Later he couldn’t remember: was it one hour or two before he’d succumbed to panic, began to miss the light as it would appear naturally, to fear that he would never see it again. How much time until he had tried to make a call but couldn’t recognize the symbols on his touch screen, and curled his knees into his ribs and began praying for the migraine to hit. His pleas were absent of God; he was petitioning himself, scouring his mind for the corrective mechanism. But the headache didn’t come until dark, and when it did it took hold with the swift efficiency of a team of movers: whole parts of his body emptied in minutes.

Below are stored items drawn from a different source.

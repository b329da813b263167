#![allow(dead_code)]

use std::collections::{HashMap, VecDeque};
use std::sync::{Arc, Mutex};

use async_trait::async_trait;
use futures_util::stream;
use llmanager::config::Provider;
use llmanager::error::LLMError;
use llmanager::http::{
    HttpBodyStream, HttpMethod, HttpRequest, HttpResponse, HttpStreamResponse, HttpTransport,
};
use llmanager::session::SessionEnv;
use serde_json::Value;

pub const MOCK_BASE: &str = "http://mock.local";

enum Canned {
    Body { status: u16, body: String },
    Chunks { status: u16, chunks: Vec<String> },
}

/// Request captured by [`MockTransport`], with the JSON body decoded.
#[derive(Debug, Clone)]
pub struct Recorded {
    pub method: HttpMethod,
    pub url: String,
    pub headers: HashMap<String, String>,
    pub body: Option<Value>,
}

/// In-memory transport replaying canned responses in order.
#[derive(Default)]
pub struct MockTransport {
    responses: Mutex<VecDeque<Canned>>,
    requests: Mutex<Vec<Recorded>>,
}

impl MockTransport {
    pub fn new() -> Arc<Self> {
        Arc::new(Self::default())
    }

    pub fn push_json(&self, status: u16, body: Value) {
        self.push_text(status, body.to_string());
    }

    pub fn push_text(&self, status: u16, body: impl Into<String>) {
        self.responses.lock().expect("lock").push_back(Canned::Body {
            status,
            body: body.into(),
        });
    }

    /// Queues a streaming body delivered as the given network chunks.
    pub fn push_chunks<I, S>(&self, status: u16, chunks: I)
    where
        I: IntoIterator<Item = S>,
        S: Into<String>,
    {
        self.responses.lock().expect("lock").push_back(Canned::Chunks {
            status,
            chunks: chunks.into_iter().map(Into::into).collect(),
        });
    }

    pub fn requests(&self) -> Vec<Recorded> {
        self.requests.lock().expect("lock").clone()
    }

    pub fn remaining(&self) -> usize {
        self.responses.lock().expect("lock").len()
    }

    fn record(&self, request: HttpRequest) -> Canned {
        let body = request
            .body
            .as_deref()
            .map(|bytes| serde_json::from_slice(bytes).expect("request bodies are JSON"));
        self.requests.lock().expect("lock").push(Recorded {
            method: request.method,
            url: request.url,
            headers: request.headers,
            body,
        });
        self.responses
            .lock()
            .expect("lock")
            .pop_front()
            .expect("no canned response left")
    }
}

#[async_trait]
impl HttpTransport for MockTransport {
    async fn send(&self, request: HttpRequest) -> Result<HttpResponse, LLMError> {
        let (status, body) = match self.record(request) {
            Canned::Body { status, body } => (status, body),
            Canned::Chunks { status, chunks } => (status, chunks.concat()),
        };
        Ok(HttpResponse {
            status,
            headers: HashMap::new(),
            body: body.into_bytes(),
        })
    }

    async fn send_stream(&self, request: HttpRequest) -> Result<HttpStreamResponse, LLMError> {
        let (status, chunks) = match self.record(request) {
            Canned::Body { status, body } => (status, vec![body]),
            Canned::Chunks { status, chunks } => (status, chunks),
        };
        let body: HttpBodyStream = Box::pin(stream::iter(
            chunks
                .into_iter()
                .map(|chunk| Ok::<_, LLMError>(chunk.into_bytes())),
        ));
        Ok(HttpStreamResponse {
            status,
            headers: HashMap::new(),
            body,
        })
    }
}

/// Session environment routed to `mock`, with every provider at [`MOCK_BASE`].
pub fn mock_env(mock: &Arc<MockTransport>, secrets: &[(&str, &str)]) -> SessionEnv {
    let secrets: HashMap<String, String> = secrets
        .iter()
        .map(|(name, value)| (name.to_string(), value.to_string()))
        .collect();
    let mut env = SessionEnv::new(mock.clone(), Arc::new(secrets));
    for provider in Provider::ALL {
        env = env.with_base_url(provider, MOCK_BASE);
    }
    env
}

/// Encodes JSON payloads as server-sent events.
pub fn sse(events: &[Value]) -> Vec<String> {
    events
        .iter()
        .map(|event| format!("data: {event}\n\n"))
        .collect()
}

He had eventually managed the three emergency digits, had heard himself report that one side of his face and half his torso and left arm were not responsive, heard himself describe his symptoms with the clinical acuity he’d developed as a strange child studying the habits of backyard birds. While he waited, he looked around his apartment politely, like an uncomfortable guest early for dinner.

The medical term for the type of stroke he’d had, he’d learn later, was a migrainous infarction, something signaled by changes in sensorium that persisted too long. He arrived home from the hospital, bit off the patient bracelet with his canine teeth, and didn’t speak for eight days.


G
IVEN HIS INABILITY
or unwillingness to work on anything new—the first being his own belief and the latter the suspicion of his crueler acquaintances—Thomas took to things he found beautiful in only the purest sense. For the first time in his life, he appreciated photographs of mountains, saturated paintings of cornfields. He liked to tell friends who called that he had misplaced his taste somewhere, that they could forward any and all snapshots of rainbows and glaciers his way. His growing fascination with Adeleine followed from this naturally.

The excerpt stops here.